** What you should do **
Reproduce the records word for word, from the first line to the line containing "let (cursor, inserted) = set.insert(5);".
*** Opening Data provided ***
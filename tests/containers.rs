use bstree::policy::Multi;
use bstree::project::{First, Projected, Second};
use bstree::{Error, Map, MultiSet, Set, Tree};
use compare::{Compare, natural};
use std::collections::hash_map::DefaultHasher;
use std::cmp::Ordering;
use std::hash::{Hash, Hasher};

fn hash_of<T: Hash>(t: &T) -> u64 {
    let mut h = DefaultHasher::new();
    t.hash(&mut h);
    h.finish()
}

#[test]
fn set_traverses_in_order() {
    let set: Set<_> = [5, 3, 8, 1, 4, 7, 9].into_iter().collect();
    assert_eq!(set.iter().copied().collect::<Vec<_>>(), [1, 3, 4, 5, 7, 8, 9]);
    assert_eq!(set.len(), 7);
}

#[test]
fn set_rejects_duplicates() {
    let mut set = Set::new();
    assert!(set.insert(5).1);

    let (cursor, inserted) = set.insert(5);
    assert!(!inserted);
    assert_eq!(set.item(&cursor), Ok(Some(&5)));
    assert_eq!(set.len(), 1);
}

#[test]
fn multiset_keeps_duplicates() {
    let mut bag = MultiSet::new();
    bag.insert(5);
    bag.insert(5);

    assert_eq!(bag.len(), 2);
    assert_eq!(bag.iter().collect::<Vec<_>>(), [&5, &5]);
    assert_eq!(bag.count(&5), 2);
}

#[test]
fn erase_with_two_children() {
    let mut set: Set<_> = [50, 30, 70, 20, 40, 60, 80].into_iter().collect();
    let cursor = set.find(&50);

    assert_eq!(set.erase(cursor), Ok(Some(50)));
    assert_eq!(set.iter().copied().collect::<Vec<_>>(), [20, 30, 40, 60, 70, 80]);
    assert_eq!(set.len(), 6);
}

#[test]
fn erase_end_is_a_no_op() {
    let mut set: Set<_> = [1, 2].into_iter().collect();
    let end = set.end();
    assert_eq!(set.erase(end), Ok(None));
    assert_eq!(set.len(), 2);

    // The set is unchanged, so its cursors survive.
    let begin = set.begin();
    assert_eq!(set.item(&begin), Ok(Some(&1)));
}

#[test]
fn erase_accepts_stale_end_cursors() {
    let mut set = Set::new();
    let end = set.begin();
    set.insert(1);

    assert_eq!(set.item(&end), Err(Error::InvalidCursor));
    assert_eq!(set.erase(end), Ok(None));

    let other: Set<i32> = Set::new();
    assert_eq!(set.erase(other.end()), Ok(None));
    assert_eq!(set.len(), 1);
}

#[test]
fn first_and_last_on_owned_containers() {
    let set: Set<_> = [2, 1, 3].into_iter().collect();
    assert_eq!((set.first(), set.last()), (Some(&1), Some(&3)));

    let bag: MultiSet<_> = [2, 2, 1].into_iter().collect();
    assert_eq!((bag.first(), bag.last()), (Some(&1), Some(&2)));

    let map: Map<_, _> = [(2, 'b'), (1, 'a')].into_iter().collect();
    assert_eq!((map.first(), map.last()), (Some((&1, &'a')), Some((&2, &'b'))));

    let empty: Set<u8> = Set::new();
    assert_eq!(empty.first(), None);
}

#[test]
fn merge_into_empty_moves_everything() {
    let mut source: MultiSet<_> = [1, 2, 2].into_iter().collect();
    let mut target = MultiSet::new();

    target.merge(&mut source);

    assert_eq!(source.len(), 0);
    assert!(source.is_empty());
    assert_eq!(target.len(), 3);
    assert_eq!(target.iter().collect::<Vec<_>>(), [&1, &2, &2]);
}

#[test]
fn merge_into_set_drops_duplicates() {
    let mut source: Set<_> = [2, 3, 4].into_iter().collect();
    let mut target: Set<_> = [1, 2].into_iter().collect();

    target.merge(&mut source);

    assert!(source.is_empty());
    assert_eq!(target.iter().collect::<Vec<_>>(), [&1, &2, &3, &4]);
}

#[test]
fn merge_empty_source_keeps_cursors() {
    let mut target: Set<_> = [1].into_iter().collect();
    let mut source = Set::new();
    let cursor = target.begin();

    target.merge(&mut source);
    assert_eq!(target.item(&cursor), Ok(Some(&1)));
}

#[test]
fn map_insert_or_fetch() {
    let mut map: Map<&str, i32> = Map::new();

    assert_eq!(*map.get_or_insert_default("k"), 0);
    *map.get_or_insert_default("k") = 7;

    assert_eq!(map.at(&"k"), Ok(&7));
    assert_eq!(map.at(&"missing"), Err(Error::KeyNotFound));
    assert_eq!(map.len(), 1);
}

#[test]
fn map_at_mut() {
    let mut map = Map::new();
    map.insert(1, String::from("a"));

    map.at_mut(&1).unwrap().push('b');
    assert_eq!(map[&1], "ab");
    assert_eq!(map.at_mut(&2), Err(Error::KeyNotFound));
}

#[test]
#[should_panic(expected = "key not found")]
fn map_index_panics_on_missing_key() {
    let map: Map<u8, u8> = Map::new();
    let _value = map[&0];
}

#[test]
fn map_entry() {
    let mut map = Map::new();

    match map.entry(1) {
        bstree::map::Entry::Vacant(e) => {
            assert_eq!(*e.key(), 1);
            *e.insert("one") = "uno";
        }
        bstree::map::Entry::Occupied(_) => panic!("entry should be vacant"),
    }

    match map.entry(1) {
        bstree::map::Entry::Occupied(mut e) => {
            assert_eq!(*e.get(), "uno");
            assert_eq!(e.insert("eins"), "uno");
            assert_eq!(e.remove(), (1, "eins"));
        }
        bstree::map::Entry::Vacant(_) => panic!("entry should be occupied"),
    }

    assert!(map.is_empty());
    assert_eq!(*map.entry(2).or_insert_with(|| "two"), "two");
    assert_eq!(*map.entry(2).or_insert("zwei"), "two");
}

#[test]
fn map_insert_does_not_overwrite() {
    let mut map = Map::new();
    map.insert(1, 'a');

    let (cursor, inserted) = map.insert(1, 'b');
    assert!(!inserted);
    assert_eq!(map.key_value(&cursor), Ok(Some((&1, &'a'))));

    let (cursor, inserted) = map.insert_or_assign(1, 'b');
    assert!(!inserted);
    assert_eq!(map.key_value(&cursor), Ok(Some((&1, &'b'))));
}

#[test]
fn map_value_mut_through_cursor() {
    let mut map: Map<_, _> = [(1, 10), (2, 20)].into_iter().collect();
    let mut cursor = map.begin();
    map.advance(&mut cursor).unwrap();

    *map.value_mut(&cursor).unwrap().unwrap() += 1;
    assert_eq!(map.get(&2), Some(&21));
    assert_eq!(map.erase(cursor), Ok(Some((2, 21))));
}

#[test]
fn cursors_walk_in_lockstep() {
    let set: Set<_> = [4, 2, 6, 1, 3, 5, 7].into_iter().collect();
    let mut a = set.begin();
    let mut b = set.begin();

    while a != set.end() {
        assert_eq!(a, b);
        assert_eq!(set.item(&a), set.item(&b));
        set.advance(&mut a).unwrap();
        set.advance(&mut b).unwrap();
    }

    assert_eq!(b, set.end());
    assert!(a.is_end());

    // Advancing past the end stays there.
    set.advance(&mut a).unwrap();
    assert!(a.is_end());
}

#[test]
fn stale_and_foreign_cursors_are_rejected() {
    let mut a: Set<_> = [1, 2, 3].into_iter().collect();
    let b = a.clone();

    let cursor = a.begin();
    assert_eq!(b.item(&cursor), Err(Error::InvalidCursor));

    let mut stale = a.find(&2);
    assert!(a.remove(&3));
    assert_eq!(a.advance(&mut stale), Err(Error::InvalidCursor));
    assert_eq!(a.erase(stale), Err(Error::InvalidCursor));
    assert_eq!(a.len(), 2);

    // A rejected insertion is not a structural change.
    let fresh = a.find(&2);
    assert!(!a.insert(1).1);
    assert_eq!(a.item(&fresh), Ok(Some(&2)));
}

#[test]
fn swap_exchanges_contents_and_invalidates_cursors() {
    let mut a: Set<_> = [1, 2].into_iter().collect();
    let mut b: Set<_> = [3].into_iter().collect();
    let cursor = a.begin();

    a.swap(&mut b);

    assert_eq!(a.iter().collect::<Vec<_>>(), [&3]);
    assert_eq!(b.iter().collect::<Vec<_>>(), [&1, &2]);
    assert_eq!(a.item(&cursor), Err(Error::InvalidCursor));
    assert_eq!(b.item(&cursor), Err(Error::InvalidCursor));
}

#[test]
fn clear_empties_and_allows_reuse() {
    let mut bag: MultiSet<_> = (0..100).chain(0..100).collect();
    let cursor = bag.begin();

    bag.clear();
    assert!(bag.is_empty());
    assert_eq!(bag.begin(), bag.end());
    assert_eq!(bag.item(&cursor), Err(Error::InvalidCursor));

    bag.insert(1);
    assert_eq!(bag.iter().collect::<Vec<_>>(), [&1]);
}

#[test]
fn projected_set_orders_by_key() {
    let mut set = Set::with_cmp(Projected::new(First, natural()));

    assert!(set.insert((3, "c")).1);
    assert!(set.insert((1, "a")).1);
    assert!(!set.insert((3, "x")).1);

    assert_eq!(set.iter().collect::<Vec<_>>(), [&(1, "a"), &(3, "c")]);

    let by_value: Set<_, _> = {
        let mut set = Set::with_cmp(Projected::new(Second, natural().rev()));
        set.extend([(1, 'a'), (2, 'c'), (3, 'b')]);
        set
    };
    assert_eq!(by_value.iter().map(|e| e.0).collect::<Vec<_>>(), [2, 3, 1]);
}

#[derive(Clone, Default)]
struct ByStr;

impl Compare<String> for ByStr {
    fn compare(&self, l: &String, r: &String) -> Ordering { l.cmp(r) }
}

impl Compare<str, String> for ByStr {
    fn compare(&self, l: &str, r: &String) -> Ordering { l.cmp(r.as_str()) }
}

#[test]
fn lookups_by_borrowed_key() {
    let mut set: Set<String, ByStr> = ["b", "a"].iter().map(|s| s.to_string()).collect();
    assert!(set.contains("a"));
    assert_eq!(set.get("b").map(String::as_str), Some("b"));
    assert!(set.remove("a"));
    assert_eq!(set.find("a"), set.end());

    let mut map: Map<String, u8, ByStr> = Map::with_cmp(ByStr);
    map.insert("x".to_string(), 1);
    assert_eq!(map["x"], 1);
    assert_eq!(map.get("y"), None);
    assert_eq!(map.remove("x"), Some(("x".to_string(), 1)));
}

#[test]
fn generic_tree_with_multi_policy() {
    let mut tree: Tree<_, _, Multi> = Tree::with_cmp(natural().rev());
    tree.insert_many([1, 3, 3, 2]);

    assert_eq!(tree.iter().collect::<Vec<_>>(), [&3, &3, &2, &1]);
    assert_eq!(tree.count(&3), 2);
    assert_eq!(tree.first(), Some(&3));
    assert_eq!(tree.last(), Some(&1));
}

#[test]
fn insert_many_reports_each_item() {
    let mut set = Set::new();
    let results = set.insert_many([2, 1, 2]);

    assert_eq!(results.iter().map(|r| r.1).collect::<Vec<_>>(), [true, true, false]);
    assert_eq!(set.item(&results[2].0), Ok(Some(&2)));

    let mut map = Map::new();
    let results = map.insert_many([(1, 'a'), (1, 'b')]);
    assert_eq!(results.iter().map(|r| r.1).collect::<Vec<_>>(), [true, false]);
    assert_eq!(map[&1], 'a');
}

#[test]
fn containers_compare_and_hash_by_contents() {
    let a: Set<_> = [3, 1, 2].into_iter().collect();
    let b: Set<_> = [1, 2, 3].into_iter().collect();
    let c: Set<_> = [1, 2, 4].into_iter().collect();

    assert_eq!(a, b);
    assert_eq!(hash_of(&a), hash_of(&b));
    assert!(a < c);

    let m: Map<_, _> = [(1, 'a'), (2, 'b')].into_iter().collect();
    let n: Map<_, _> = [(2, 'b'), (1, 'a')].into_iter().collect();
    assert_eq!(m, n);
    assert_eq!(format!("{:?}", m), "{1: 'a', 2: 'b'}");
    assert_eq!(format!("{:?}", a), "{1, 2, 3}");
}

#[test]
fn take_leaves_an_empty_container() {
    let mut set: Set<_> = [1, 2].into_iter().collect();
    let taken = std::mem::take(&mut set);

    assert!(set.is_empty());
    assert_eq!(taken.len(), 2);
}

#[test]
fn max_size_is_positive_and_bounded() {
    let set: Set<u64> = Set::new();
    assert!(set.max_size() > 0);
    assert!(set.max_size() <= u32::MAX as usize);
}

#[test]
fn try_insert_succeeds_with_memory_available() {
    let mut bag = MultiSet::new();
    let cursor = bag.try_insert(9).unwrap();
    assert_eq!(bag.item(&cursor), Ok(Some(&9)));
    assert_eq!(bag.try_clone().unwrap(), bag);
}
*** Closing Data provided ***
** Answer to this problem **
filename tests/containers.rs
use bstree::policy::Multi;
use bstree::project::{First, Projected, Second};
use bstree::{Error, Map, MultiSet, Set, Tree};
use compare::{Compare, natural};
use std::collections::hash_map::DefaultHasher;
use std::cmp::Ordering;
use std::hash::{Hash, Hasher};

fn hash_of<T: Hash>(t: &T) -> u64 {
    let mut h = DefaultHasher::new();
    t.hash(&mut h);
    h.finish()
}

#[test]
fn set_traverses_in_order() {
    let set: Set<_> = [5, 3, 8, 1, 4, 7, 9].into_iter().collect();
    assert_eq!(set.iter().copied().collect::<Vec<_>>(), [1, 3, 4, 5, 7, 8, 9]);
    assert_eq!(set.len(), 7);
}

#[test]
fn set_rejects_duplicates() {
    let mut set = Set::new();
    assert!(set.insert(5).1);

    let (cursor, inserted) = set.insert(5);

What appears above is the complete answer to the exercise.